在マレーシア米国商工会議所(AMCHAM)は、雇用パス(EP)を持つ駐在員や、機械設置など短期就労のためのプロフェッショナル・ビジット・パス(PVP)保持者の入国が禁じられれば、会員企業の操業に深刻な打撃を与えるとみる。「(米国からの)入国禁止によって、現地事業や貿易に数百万米ドル規模の損失が出る」とした上で、措置がいつ解かれるのかも不明で影響が長期化するとの懸念を表明した。
一方、在マレーシア英国高等弁務官事務所(大使館に相当)の報道官は、長期的な二国間通商関係に影響は出ないものの、約9,000人の英国人のマレーシア在住者の一部には、海外から再入国できない、マレーシアから短期間の出国ができないといった支障が出ると指摘。

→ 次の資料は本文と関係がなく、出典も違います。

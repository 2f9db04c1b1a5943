use crate::charts::{ChartKind, RenderedChart};
use crate::error::Result;
use crate::schema::{GENDER, METRIC_COLUMNS, PERFORMANCE_BAND, RACE_ETHNICITY, TEST_PREP};
use crate::types::{AggregateView, DashboardSummary, MissingCounts, TopNView};
use crate::utils::{float_values, is_numeric_dtype, string_values};
use polars::prelude::*;
use serde::{Deserialize, Serialize};
use std::path::PathBuf;

// ============================================================================
// Cells
// ============================================================================

/// A single spreadsheet cell value.
#[derive(Debug, Clone, PartialEq, Serialize, Deserialize)]
pub enum Cell {
    Text(String),
    Number(f64),
    Blank,
}

impl Cell {
    pub fn text(value: impl Into<String>) -> Self {
        Self::Text(value.into())
    }

    /// Non-finite numbers have no spreadsheet representation and become blank.
    pub fn number(value: f64) -> Self {
        if value.is_finite() {
            Self::Number(value)
        } else {
            Self::Blank
        }
    }
}

/// Convert a table into a header row plus one row of cells per record.
///
/// Numeric columns become [`Cell::Number`], everything else [`Cell::Text`];
/// nulls become [`Cell::Blank`].
pub fn table_cells(df: &DataFrame) -> Result<(Vec<String>, Vec<Vec<Cell>>)> {
    let header: Vec<String> = df
        .get_column_names()
        .into_iter()
        .map(|name| name.to_string())
        .collect();

    let mut rows = vec![Vec::with_capacity(df.width()); df.height()];
    for column in df.get_columns() {
        let series = column.as_materialized_series();
        if is_numeric_dtype(series.dtype()) {
            for (row, value) in float_values(series)?.into_iter().enumerate() {
                rows[row].push(value.map_or(Cell::Blank, Cell::number));
            }
        } else {
            for (row, value) in string_values(series)?.into_iter().enumerate() {
                rows[row].push(value.map_or(Cell::Blank, Cell::Text));
            }
        }
    }

    Ok((header, rows))
}

// ============================================================================
// Summary Blocks
// ============================================================================

/// One section of the Summary sheet.
///
/// The block list is built once and rendered by every sink, so both report
/// variants carry the same sections in the same order.
#[derive(Debug, Clone, PartialEq)]
pub enum SummaryBlock {
    Title(String),
    Fact {
        label: String,
        value: Cell,
    },
    Table {
        title: String,
        header: Vec<String>,
        rows: Vec<Vec<Cell>>,
    },
    Chart {
        caption: String,
        path: Option<PathBuf>,
    },
}

/// Build the Summary sheet sections from the aggregates and rendered charts.
pub fn build_blocks(
    summary: &DashboardSummary,
    charts: &[RenderedChart],
    top_n: usize,
) -> Result<Vec<SummaryBlock>> {
    let chart = |kind: ChartKind| SummaryBlock::Chart {
        caption: kind.caption().to_string(),
        path: charts
            .iter()
            .find(|chart| chart.kind == kind)
            .and_then(|chart| chart.path.clone()),
    };

    let mut blocks = vec![
        SummaryBlock::Title("Data Quality".to_string()),
        SummaryBlock::Fact {
            label: "Duplicate Rows".to_string(),
            value: Cell::number(summary.quality.duplicate_rows as f64),
        },
        missing_table(&summary.quality.missing),
        group_table("Average Scores by Gender", GENDER, &summary.by_gender),
        chart(ChartKind::AverageByGender),
        group_table(
            "Average Scores by Race/Ethnicity",
            RACE_ETHNICITY,
            &summary.by_race,
        ),
        chart(ChartKind::AverageByRace),
        group_table("Scores by Test Preparation", TEST_PREP, &summary.by_prep),
        chart(ChartKind::ScoresByPrep),
        SummaryBlock::Table {
            title: "Performance Band Distribution".to_string(),
            header: vec![PERFORMANCE_BAND.to_string(), "Count".to_string()],
            rows: summary
                .bands
                .counts
                .iter()
                .map(|(band, count)| vec![Cell::text(band.label()), Cell::number(*count as f64)])
                .collect(),
        },
        chart(ChartKind::BandCounts),
    ];
    blocks.push(top_table(format!("Top {} by Average", top_n), &summary.top_by_average)?);
    blocks.push(top_table(format!("Top {} by Math", top_n), &summary.top_by_math)?);

    Ok(blocks)
}

fn missing_table(missing: &MissingCounts) -> SummaryBlock {
    SummaryBlock::Table {
        title: "Missing Values (per column)".to_string(),
        header: vec!["Column".to_string(), "Missing".to_string()],
        rows: missing
            .entries
            .iter()
            .map(|(column, count)| vec![Cell::text(column), Cell::number(*count as f64)])
            .collect(),
    }
}

fn group_table(title: &str, column: &str, view: &AggregateView) -> SummaryBlock {
    let mut header = vec![column.to_string()];
    header.extend(METRIC_COLUMNS.iter().map(|name| name.to_string()));

    let rows = view
        .groups
        .iter()
        .map(|group| {
            let mut row = vec![Cell::text(&group.key)];
            row.extend(group.metrics().into_iter().map(Cell::number));
            row
        })
        .collect();

    SummaryBlock::Table {
        title: title.to_string(),
        header,
        rows,
    }
}

fn top_table(title: String, view: &TopNView) -> Result<SummaryBlock> {
    let (header, rows) = table_cells(&view.rows)?;
    Ok(SummaryBlock::Table {
        title,
        header,
        rows,
    })
}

累計感染者数を見るのではなく、現在の感染者数が減少すれば禁止措置が解除されることを望むと語った。
マレーシアのイスマイル・サブリ・ヤアコブ上級相(治安担当)兼国防相は先に、新型コロナの累計感染者数が15万人を超える、▽インド▽インドネシア▽フィリピン▽米国▽ブラジル▽フランス▽英国▽スペイン▽イタリア▽サウジアラビア▽ロシア▽バングラデシュ――からの長期滞在者の入国を、今月7日から禁止すると発表。感染者が15万人を超える国を高リスク国とみなし、入国を禁止する国を追加で指定していく方針を示していた。